[The data]
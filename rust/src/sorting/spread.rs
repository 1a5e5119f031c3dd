//! Distribution-adaptive spread sort for float keys.
//!
//! Each key is mapped to a `u64` whose unsigned order matches the float
//! order, then segments are split MSD-first on the bits that actually vary
//! inside the segment. The bin count adapts to the segment size, so uniform
//! data finishes in one or two passes and no key range has to be supplied.

use super::SortKey;
use crate::models::JobRecord;

/// Segments smaller than this are finished with a comparison sort.
const MIN_SEGMENT: usize = 32;
/// Upper bound on bins per pass, as `log2(bins)`.
const MAX_BITS_PER_PASS: u32 = 11;

/// Map a float to an unsigned integer with the same ordering.
///
/// Negative values have all bits flipped, positive values only the sign bit.
#[inline]
fn ordered_bits(value: f64) -> u64 {
    let bits = value.to_bits();
    if bits >> 63 == 1 {
        !bits
    } else {
        bits | (1 << 63)
    }
}

pub(super) fn sort<T: JobRecord>(records: &mut [T], key: SortKey) {
    let n = records.len();
    if n < 2 {
        return;
    }

    let mut keyed: Vec<(u64, T)> = records
        .iter()
        .map(|r| (ordered_bits(r.key(key)), *r))
        .collect();
    let mut scratch = keyed.clone();
    let mut counts: Vec<usize> = Vec::new();
    let mut stack: Vec<(usize, usize)> = vec![(0, n)];

    while let Some((lo, hi)) = stack.pop() {
        let segment = &mut keyed[lo..hi];
        let len = segment.len();
        if len < MIN_SEGMENT {
            segment.sort_unstable_by_key(|(k, _)| *k);
            continue;
        }

        let (min, max) = segment
            .iter()
            .fold((u64::MAX, 0), |(a, b), (k, _)| (a.min(*k), b.max(*k)));
        if min == max {
            continue;
        }

        // Split on the top `bin_bits` of the live range `max - min`
        let span_bits = u64::BITS - (max - min).leading_zeros();
        let size_bits = usize::BITS - len.leading_zeros();
        let bin_bits = size_bits.min(MAX_BITS_PER_PASS).min(span_bits);
        let shift = span_bits - bin_bits;
        let bins = 1usize << bin_bits;

        counts.clear();
        counts.resize(bins, 0);
        for (k, _) in segment.iter() {
            counts[((k - min) >> shift) as usize] += 1;
        }
        let mut total = 0;
        for count in counts.iter_mut() {
            let c = *count;
            *count = total;
            total += c;
        }

        let out = &mut scratch[lo..hi];
        for item in segment.iter() {
            let bin = ((item.0 - min) >> shift) as usize;
            out[counts[bin]] = *item;
            counts[bin] += 1;
        }
        segment.copy_from_slice(out);

        // With no bits left below the bin, every bin holds a single key
        if shift == 0 {
            continue;
        }
        let mut start = 0;
        for &end in &counts {
            if end - start > 1 {
                stack.push((lo + start, lo + end));
            }
            start = end;
        }
    }

    for (dst, (_, record)) in records.iter_mut().zip(keyed) {
        *dst = record;
    }
}

#[cfg(test)]
mod tests {
    use super::*;
    use crate::models::Job;
    use crate::sorting::tests::assert_sorted;

    #[test]
    fn test_ordered_bits_preserves_order() {
        let values = [
            f64::NEG_INFINITY,
            -1e300,
            -2.5,
            -1e-300,
            0.0,
            1e-300,
            1.0,
            2.5,
            1e300,
            f64::INFINITY,
        ];
        for pair in values.windows(2) {
            assert!(
                ordered_bits(pair[0]) < ordered_bits(pair[1]),
                "{} vs {}",
                pair[0],
                pair[1]
            );
        }
    }

    #[test]
    fn test_sorts_mixed_sign_floats() {
        let mut jobs: Vec<Job> = (0..1000)
            .map(|i| {
                let x = ((i * 7919) % 1000) as f64 - 500.0;
                Job::new(x * 0.37, x * 0.37 + 1.0, 1.0)
            })
            .collect();
        sort(&mut jobs, SortKey::Start);
        assert_sorted(&jobs, SortKey::Start);
    }

    #[test]
    fn test_sorts_wide_dynamic_range() {
        let mut jobs: Vec<Job> = (0..400)
            .rev()
            .map(|i| {
                let x = 1.1f64.powi(i) - 1.0;
                Job::new(x, x + 1.0, 1.0)
            })
            .collect();
        sort(&mut jobs, SortKey::End);
        assert_sorted(&jobs, SortKey::End);
    }

    #[test]
    fn test_many_duplicates() {
        let mut jobs: Vec<Job> = (0..2000)
            .map(|i| Job::new((i % 3) as f64, 10.0, i as f64))
            .collect();
        sort(&mut jobs, SortKey::Start);
        assert_sorted(&jobs, SortKey::Start);
        assert_eq!(jobs.iter().filter(|j| j.start == 0.0).count(), 667);
    }
}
[/The data]
Task item: What lines of the material above hold the string "const"? Please copy them.

Answer space:
const MIN_SEGMENT: usize = 32;
const MAX_BITS_PER_PASS: u32 = 11;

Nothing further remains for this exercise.